- _Assignment_
When the line with "pub enum DebitOutcome" is reached, include it and stop; before that, copy each line of the listing exactly from the first.

- _Study material_
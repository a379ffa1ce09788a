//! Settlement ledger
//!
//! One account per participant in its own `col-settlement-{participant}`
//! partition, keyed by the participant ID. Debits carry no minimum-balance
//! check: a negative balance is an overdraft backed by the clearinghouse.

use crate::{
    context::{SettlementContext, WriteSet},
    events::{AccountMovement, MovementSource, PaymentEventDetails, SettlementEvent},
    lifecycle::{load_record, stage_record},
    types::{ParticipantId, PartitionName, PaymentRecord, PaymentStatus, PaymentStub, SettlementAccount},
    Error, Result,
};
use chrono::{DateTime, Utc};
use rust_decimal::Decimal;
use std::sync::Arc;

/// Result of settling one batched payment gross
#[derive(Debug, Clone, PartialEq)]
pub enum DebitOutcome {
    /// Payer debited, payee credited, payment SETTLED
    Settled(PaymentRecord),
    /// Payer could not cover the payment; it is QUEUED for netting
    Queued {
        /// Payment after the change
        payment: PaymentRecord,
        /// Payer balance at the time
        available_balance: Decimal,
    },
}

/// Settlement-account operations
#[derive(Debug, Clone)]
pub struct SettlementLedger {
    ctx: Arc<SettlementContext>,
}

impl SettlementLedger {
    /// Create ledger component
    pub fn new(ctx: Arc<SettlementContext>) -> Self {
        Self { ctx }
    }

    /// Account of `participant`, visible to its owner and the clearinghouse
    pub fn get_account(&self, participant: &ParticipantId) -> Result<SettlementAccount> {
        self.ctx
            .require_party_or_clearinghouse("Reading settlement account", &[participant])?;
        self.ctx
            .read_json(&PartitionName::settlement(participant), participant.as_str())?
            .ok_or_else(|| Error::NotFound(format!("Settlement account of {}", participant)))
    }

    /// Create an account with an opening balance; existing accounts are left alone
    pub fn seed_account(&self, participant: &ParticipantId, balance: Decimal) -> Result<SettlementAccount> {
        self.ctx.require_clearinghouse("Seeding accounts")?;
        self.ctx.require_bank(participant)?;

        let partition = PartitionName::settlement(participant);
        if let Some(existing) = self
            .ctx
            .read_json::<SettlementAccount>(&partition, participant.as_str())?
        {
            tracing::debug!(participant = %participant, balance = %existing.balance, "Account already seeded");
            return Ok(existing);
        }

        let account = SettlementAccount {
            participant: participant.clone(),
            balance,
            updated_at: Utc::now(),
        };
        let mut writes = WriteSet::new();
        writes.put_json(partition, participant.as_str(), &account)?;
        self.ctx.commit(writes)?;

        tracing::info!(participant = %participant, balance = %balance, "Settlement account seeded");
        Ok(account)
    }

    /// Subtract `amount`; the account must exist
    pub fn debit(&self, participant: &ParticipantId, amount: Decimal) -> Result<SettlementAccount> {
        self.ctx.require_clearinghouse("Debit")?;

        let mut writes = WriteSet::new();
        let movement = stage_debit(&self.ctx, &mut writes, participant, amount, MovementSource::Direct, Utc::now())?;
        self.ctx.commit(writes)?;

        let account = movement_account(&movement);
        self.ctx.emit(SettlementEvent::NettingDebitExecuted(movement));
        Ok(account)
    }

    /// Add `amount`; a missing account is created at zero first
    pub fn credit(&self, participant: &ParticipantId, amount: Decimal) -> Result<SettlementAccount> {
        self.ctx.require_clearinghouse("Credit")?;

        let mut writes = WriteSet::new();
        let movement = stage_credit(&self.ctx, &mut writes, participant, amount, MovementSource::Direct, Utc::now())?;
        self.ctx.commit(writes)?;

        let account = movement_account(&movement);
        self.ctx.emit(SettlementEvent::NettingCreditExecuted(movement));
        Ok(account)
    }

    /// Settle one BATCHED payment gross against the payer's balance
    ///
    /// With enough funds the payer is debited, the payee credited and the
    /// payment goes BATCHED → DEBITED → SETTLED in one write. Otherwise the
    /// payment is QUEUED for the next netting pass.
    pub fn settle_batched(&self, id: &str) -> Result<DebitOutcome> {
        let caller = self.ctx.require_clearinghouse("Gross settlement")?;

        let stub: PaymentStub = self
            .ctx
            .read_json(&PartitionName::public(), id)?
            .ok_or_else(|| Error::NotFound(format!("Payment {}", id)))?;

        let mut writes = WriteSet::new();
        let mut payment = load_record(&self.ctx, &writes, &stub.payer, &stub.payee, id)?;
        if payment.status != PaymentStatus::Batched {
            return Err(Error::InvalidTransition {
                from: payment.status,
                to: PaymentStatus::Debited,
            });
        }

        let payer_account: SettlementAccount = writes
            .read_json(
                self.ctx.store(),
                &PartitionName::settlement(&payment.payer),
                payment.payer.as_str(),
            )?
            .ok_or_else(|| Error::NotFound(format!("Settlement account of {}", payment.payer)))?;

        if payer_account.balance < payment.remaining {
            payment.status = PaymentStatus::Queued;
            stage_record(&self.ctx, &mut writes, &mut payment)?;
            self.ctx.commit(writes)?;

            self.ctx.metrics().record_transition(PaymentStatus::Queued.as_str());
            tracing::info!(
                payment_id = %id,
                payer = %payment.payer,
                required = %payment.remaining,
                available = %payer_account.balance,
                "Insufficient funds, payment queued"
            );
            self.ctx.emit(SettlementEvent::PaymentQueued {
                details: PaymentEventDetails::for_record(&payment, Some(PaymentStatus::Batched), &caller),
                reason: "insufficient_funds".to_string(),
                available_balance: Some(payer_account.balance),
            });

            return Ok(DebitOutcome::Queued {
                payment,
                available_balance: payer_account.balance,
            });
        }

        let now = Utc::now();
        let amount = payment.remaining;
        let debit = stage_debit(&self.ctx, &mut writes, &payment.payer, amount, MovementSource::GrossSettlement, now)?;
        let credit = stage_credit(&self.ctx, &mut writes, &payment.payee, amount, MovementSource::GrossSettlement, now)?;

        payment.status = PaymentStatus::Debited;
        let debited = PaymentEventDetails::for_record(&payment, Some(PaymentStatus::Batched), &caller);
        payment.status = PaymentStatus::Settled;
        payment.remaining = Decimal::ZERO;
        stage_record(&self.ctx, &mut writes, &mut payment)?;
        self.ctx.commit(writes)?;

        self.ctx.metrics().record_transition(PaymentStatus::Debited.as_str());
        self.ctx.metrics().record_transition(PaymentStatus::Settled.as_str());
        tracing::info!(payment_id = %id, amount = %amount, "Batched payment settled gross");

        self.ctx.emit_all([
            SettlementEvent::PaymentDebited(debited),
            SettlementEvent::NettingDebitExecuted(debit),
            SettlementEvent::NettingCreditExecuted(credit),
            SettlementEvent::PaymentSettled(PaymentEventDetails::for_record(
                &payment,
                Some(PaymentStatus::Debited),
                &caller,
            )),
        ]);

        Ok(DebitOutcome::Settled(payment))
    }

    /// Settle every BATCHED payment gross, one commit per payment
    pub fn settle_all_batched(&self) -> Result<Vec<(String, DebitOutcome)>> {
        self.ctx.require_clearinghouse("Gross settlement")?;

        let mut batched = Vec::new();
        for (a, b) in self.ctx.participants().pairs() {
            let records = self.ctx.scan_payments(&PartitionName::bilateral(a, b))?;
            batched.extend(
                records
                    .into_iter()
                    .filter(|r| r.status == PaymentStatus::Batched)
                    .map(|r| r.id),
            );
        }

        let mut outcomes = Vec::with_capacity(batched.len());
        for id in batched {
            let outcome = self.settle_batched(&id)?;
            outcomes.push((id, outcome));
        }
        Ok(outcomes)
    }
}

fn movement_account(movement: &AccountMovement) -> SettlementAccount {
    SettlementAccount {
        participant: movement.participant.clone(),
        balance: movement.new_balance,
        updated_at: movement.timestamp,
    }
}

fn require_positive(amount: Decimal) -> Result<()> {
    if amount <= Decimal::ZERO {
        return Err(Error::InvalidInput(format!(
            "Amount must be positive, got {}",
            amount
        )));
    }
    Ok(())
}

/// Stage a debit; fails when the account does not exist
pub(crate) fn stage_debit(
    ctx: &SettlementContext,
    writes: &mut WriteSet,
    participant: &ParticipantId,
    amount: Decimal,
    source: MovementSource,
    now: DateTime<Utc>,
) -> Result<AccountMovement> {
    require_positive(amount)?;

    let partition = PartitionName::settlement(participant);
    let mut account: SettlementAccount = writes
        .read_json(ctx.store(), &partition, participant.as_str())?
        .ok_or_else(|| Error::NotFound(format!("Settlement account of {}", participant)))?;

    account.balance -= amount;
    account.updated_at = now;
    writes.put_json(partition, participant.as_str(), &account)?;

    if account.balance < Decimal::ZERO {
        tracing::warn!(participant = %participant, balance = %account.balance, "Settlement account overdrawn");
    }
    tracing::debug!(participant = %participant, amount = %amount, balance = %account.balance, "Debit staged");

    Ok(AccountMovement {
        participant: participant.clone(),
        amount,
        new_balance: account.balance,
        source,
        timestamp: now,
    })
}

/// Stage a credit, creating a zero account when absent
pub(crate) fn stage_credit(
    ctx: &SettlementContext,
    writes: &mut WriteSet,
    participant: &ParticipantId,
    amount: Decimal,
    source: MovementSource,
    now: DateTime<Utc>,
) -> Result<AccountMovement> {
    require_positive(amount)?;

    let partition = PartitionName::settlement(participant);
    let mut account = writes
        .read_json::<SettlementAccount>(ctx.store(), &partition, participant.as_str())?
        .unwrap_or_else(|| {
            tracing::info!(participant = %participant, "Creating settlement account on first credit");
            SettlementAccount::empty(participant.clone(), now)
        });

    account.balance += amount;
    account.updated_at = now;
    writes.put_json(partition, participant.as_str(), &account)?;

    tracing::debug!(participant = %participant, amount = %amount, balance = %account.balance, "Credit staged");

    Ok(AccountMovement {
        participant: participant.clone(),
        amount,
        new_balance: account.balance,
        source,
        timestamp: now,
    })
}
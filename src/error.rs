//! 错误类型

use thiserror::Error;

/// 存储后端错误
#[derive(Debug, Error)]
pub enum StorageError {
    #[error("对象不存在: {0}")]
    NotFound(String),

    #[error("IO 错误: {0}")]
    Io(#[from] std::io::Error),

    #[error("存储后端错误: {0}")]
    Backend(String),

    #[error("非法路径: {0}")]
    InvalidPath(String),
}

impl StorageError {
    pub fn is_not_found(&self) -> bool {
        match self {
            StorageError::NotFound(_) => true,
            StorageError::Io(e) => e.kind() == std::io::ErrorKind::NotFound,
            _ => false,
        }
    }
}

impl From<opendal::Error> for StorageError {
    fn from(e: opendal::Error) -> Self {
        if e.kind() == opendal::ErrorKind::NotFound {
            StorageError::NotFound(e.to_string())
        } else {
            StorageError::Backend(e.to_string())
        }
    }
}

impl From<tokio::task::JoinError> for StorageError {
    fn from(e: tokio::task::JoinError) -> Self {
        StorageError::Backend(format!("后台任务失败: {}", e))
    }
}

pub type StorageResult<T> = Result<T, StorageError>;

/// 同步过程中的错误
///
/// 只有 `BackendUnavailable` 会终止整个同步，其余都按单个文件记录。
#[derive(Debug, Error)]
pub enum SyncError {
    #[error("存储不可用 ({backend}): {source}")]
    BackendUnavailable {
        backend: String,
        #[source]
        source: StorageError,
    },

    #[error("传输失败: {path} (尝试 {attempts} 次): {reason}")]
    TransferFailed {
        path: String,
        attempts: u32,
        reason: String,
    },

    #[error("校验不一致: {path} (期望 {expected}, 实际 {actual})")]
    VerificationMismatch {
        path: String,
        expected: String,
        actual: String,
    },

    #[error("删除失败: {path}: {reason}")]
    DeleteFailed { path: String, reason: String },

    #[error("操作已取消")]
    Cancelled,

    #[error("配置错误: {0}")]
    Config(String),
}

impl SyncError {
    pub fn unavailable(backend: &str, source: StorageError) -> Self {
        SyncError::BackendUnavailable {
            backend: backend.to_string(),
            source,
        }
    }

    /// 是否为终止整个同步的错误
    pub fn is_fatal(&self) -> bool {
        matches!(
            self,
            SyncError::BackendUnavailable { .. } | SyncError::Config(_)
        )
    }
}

- _Response area_
repository a379ffa1ce09788a
//! Settlement ledger
//!
//! One account per participant in its own `col-settlement-{participant}`
//! partition, keyed by the participant ID. Debits carry no minimum-balance
//! check: a negative balance is an overdraft backed by the clearinghouse.

use crate::{
    context::{SettlementContext, WriteSet},
    events::{AccountMovement, MovementSource, PaymentEventDetails, SettlementEvent},
    lifecycle::{load_record, stage_record},
    types::{ParticipantId, PartitionName, PaymentRecord, PaymentStatus, PaymentStub, SettlementAccount},
    Error, Result,
};
use chrono::{DateTime, Utc};
use rust_decimal::Decimal;
use std::sync::Arc;

/// Result of settling one batched payment gross
#[derive(Debug, Clone, PartialEq)]
pub enum DebitOutcome {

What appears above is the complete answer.